Variations in the density of the electrons in the ionosphere can disturb the passage of radio signals, creating difficulties for some communications and imaging applications.
The impact of the ionosphere increases as frequency is reduced and most radio systems that operate between the ground and space at frequencies below 2 GHz can be affected. There is a need to measure the wideband ionospheric radio channel. This can be achieved by transmitting a signal from a satellite and receiving it on the ground. However, the development of antenna suitable for this application and that can be deployed on a cubesat is challenging.
WISCER (Wideband Ionospheric Sounder CubeSat Experiment) is being developed to provide such a wideband signal in space. The overall project is led by the Poynting Institute at the University of Birmingham, whilst the University of Glasgow is developing an innovative antenna system. The antenna must provide a smooth gain pattern over a wide beamwidth (to reduce the pointing requirements on the satellite), a smooth response over the required bandwidth (approximately 100 MHz at P Band), circular polarisation, and be relatively efficient.

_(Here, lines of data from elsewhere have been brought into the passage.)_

//! Planning of one simulation tick for one map.
//!
//! [`plan_tick`] is pure: it takes the drained dirty set and a snapshot of
//! the map's buildings and returns the batch to commit together with the
//! summary to report. The engine owns locking, draining, retries and
//! requeueing.

use std::collections::{BTreeMap, BTreeSet};

use chrono::{DateTime, Utc};
use rust_decimal::Decimal;
use serde::Serialize;
use tracing::{debug, error, warn};

use gridcity_types::{
    Building, BuildingCondition, BuildingId, MapConfig, MapId, TickFailure, TickLogEntry,
};

use crate::batch::{Batch, BuildingChange, MapTickChange};
use crate::config::SimConfig;
use crate::dirty::DirtySetTracker;
use crate::error::SimError;
use crate::fire::process_fires;
use crate::profit::compute_profit;
use crate::rng::RollSource;

/// Result of a committed tick.
#[derive(Debug, Clone, PartialEq, Eq, Serialize)]
pub struct TickSummary {
    /// Map that ticked.
    pub map_id: MapId,
    /// Tick number reached.
    pub tick: u64,
    /// Buildings whose condition or profit was written.
    pub buildings_updated: u32,
    /// Buildings ignited by spreading fire.
    pub fire_spread_events: u32,
    /// Buildings that collapsed, including repaired ones.
    pub collapse_events: u32,
    /// Buildings skipped this tick.
    pub failures: Vec<TickFailure>,
}

impl TickSummary {
    /// The tick log row for this summary.
    pub fn to_log_entry(&self, created_at: DateTime<Utc>) -> TickLogEntry {
        TickLogEntry {
            map_id: self.map_id,
            tick: self.tick,
            buildings_updated: self.buildings_updated,
            fire_spread_events: self.fire_spread_events,
            collapse_events: self.collapse_events,
            failures: self.failures.clone(),
            created_at,
        }
    }
}

/// A planned tick.
#[derive(Debug, Clone)]
pub struct TickPlan {
    /// Everything the tick writes, including the tick log entry.
    pub batch: Batch,
    /// What to report once the batch commits.
    pub summary: TickSummary,
}

fn count(len: usize) -> u32 {
    u32::try_from(len).unwrap_or(u32::MAX)
}

fn fail(map_id: MapId, building_id: BuildingId, reason: String) -> TickFailure {
    warn!(%map_id, building = %building_id, %reason, "Skipping building this tick");
    TickFailure {
        building_id,
        reason,
    }
}

/// Plan one tick of `map` over `buildings` (every building on the map) for
/// the ids in `drained`.
///
/// # Errors
///
/// Returns [`SimError::InvariantViolation`] if the tick counter would
/// overflow. Per-building problems never fail the tick; they are reported
/// in [`TickSummary::failures`].
pub fn plan_tick(
    map: &MapConfig,
    buildings: Vec<Building>,
    drained: &BTreeSet<BuildingId>,
    config: &SimConfig,
    rolls: &mut dyn RollSource,
    now: DateTime<Utc>,
) -> Result<TickPlan, SimError> {
    let tracker = DirtySetTracker::new(config.grid.neighbor_radius);
    let mut snapshot: BTreeMap<BuildingId, Building> = buildings
        .into_iter()
        .filter(|b| b.map_id == map.id)
        .map(|b| (b.id, b))
        .collect();
    let original: BTreeMap<BuildingId, BuildingCondition> = snapshot
        .iter()
        .map(|(id, b)| (*id, b.condition))
        .collect();
    let mut failures = Vec::new();

    // Repair drained buildings whose stored condition is impossible.
    let mut repaired = BTreeSet::new();
    for id in drained {
        let Some(building) = snapshot.get_mut(id) else {
            failures.push(fail(map.id, *id, "building not found on map".to_owned()));
            continue;
        };
        if !building.condition.is_consistent() {
            error!(
                map_id = %map.id,
                building = %id,
                damage = building.condition.damage_percent,
                on_fire = building.condition.is_on_fire,
                collapsed = building.condition.is_collapsed,
                "Inconsistent building condition, repairing"
            );
            building.condition = building.condition.repaired();
            repaired.insert(*id);
        }
    }

    let fire = process_fires(&mut snapshot, &config.fire, rolls);

    let mut profits: BTreeMap<BuildingId, Decimal> = BTreeMap::new();
    for id in drained {
        let Some(building) = snapshot.get(id) else {
            continue;
        };
        let Some(base) = config.profit.base_profit.get(&building.building_type) else {
            failures.push(fail(
                map.id,
                *id,
                format!("unknown building type {:?}", building.building_type),
            ));
            continue;
        };
        let neighbours = snapshot
            .values()
            .filter(|b| {
                b.id != building.id
                    && b.pos.chebyshev_distance(building.pos) <= tracker.radius()
            })
            .map(|b| b.condition.damage_percent);
        match compute_profit(
            *base,
            building.condition.damage_percent,
            neighbours,
            &config.profit,
        ) {
            Ok(profit) => {
                profits.insert(*id, profit);
            }
            Err(e) => failures.push(fail(map.id, *id, e.to_string())),
        }
    }

    let condition_changed: BTreeSet<BuildingId> =
        fire.changed.union(&repaired).copied().collect();
    let written: BTreeSet<BuildingId> = condition_changed
        .iter()
        .chain(profits.keys())
        .copied()
        .collect();

    let mut batch = Batch::new();
    for id in &written {
        let (Some(building), Some(expected)) = (snapshot.get(id), original.get(id)) else {
            continue;
        };
        batch.update_building(BuildingChange {
            building_id: *id,
            expected: *expected,
            condition: building.condition,
            profit: profits.get(id).copied(),
        });
    }

    let centers: Vec<_> = condition_changed
        .iter()
        .filter_map(|id| snapshot.get(id).map(|b| b.pos))
        .collect();
    let next_tick_dirty =
        tracker.mark_from_snapshot(&mut batch, map.id, centers, snapshot.values());

    let tick = map
        .current_tick
        .checked_add(1)
        .ok_or_else(|| SimError::invariant(format!("tick counter of map {} overflowed", map.id)))?;
    batch.advance_map_tick(MapTickChange {
        map_id: map.id,
        expected_tick: map.current_tick,
        new_tick: tick,
    });

    let summary = TickSummary {
        map_id: map.id,
        tick,
        buildings_updated: count(written.len()),
        fire_spread_events: count(fire.ignited.len()),
        collapse_events: count(fire.collapsed.union(&repaired).count()),
        failures,
    };
    batch.append_tick_log(summary.to_log_entry(now));

    debug!(
        map_id = %map.id,
        tick,
        drained = drained.len(),
        mutations = batch.len(),
        next_tick_dirty,
        "Tick planned"
    );
    Ok(TickPlan { batch, summary })
}

#[cfg(test)]
#[allow(clippy::unwrap_used, clippy::indexing_slicing)]
mod tests {
    use gridcity_types::{CompanyId, GridPos, LocationType};

    use super::*;
    use crate::batch::Mutation;
    use crate::rng::ScriptedRolls;

    fn map() -> MapConfig {
        MapConfig {
            id: MapId::new(),
            name: "Harbour".to_owned(),
            location_type: LocationType::City,
            police_strike_day: None,
            current_tick: 41,
        }
    }

    fn building(map_id: MapId, x: i32, y: i32, kind: &str, damage: u8) -> Building {
        Building {
            id: BuildingId::new(),
            map_id,
            pos: GridPos::new(x, y),
            building_type: kind.to_owned(),
            owner: CompanyId::new(),
            condition: BuildingCondition {
                damage_percent: damage,
                ..BuildingCondition::default()
            },
            profit: Decimal::ZERO,
            security: None,
        }
    }

    fn building_changes(batch: &Batch) -> BTreeMap<BuildingId, BuildingChange> {
        batch
            .mutations()
            .iter()
            .filter_map(|m| match m {
                Mutation::Building(change) => Some((change.building_id, change.clone())),
                _ => None,
            })
            .collect()
    }

    #[test]
    fn recomputes_only_drained_buildings() {
        let map = map();
        let shop = building(map.id, 0, 0, "shop", 0);
        let mut ruin = building(map.id, 1, 0, "bank", 100);
        ruin.condition.is_collapsed = true;
        let untouched = building(map.id, 5, 5, "office", 0);
        let drained = BTreeSet::from([shop.id]);

        let plan = plan_tick(
            &map,
            vec![shop.clone(), ruin, untouched.clone()],
            &drained,
            &SimConfig::default(),
            &mut ScriptedRolls::never(),
            Utc::now(),
        )
        .unwrap();

        let changes = building_changes(&plan.batch);
        assert_eq!(changes.len(), 1);
        // 100 × 1 × (1 − 0.1)
        assert_eq!(changes[&shop.id].profit, Some(Decimal::new(90, 0)));
        assert!(!changes.contains_key(&untouched.id));
        assert_eq!(plan.summary.tick, 42);
        assert_eq!(plan.summary.buildings_updated, 1);
    }

    #[test]
    fn per_building_failures_do_not_abort() {
        let map = map();
        let odd = building(map.id, 0, 0, "lighthouse", 0);
        let fine = building(map.id, 9, 9, "shop", 0);
        let vanished = BuildingId::new();
        let drained = BTreeSet::from([odd.id, fine.id, vanished]);

        let plan = plan_tick(
            &map,
            vec![odd.clone(), fine.clone()],
            &drained,
            &SimConfig::default(),
            &mut ScriptedRolls::never(),
            Utc::now(),
        )
        .unwrap();

        let failed: BTreeSet<BuildingId> =
            plan.summary.failures.iter().map(|f| f.building_id).collect();
        assert_eq!(failed, BTreeSet::from([odd.id, vanished]));
        assert!(building_changes(&plan.batch).contains_key(&fine.id));
    }

    #[test]
    fn inconsistent_condition_is_repaired_and_counted() {
        let map = map();
        let broken = building(map.id, 0, 0, "shop", 100);
        let drained = BTreeSet::from([broken.id]);

        let plan = plan_tick(
            &map,
            vec![broken.clone()],
            &drained,
            &SimConfig::default(),
            &mut ScriptedRolls::never(),
            Utc::now(),
        )
        .unwrap();

        let change = &building_changes(&plan.batch)[&broken.id];
        assert_eq!(change.expected, broken.condition);
        assert!(change.condition.is_collapsed);
        assert!(change.condition.is_consistent());
        assert_eq!(plan.summary.collapse_events, 1);
    }

    #[test]
    fn fire_changes_dirty_next_tick_neighbourhood() {
        let map = map();
        let mut burning = building(map.id, 0, 0, "shop", 10);
        burning.condition.is_on_fire = true;
        let near = building(map.id, 2, 2, "shop", 0);
        let far = building(map.id, 3, 0, "shop", 0);

        // No spread (nothing adjacent), fire keeps burning.
        let plan = plan_tick(
            &map,
            vec![burning.clone(), near.clone(), far.clone()],
            &BTreeSet::new(),
            &SimConfig::default(),
            &mut ScriptedRolls::never(),
            Utc::now(),
        )
        .unwrap();

        let change = &building_changes(&plan.batch)[&burning.id];
        assert_eq!(change.condition.damage_percent, 15);
        assert_eq!(change.profit, None);
        assert_eq!(plan.batch.dirty_ids(), BTreeSet::from([burning.id, near.id]));
    }

    #[test]
    fn batch_ends_with_tick_advance_and_log() {
        let map = map();
        let plan = plan_tick(
            &map,
            Vec::new(),
            &BTreeSet::new(),
            &SimConfig::default(),
            &mut ScriptedRolls::never(),
            Utc::now(),
        )
        .unwrap();

        let kinds: Vec<&str> = plan.batch.mutations().iter().map(Mutation::kind).collect();
        assert_eq!(kinds, vec!["map_tick", "tick_log"]);
        assert_eq!(plan.summary.buildings_updated, 0);
    }

    #[test]
    fn tick_counter_overflow_is_an_invariant_violation() {
        let mut map = map();
        map.current_tick = u64::MAX;
        let result = plan_tick(
            &map,
            Vec::new(),
            &BTreeSet::new(),
            &SimConfig::default(),
            &mut ScriptedRolls::never(),
            Utc::now(),
        );
        assert!(matches!(result, Err(SimError::InvariantViolation { .. })));
    }
}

These requirements lead to the need for a large (compared to the size of cubesat) antenna, that must therefore be deployed once the satellite is in orbit. The antenna will comprise a crossed bent dipole deployed over a ground plane.
Why is this research important?
The impact of the WISCER mission is threefold:
- The mission will provide measurements of the ionospheric channel that are crucial for the design of future, low frequency, space-based radars.
- The mission will extend UK capability in deployable space structures; in particular where those structures enable the use of relatively large antennas on very small satellites. Such antennas are required for other possible missions such as radio spectrum monitoring.
- The mission will develop beacon techniques that may be used for in other frequency bands (i.e. for future C-band navigation systems).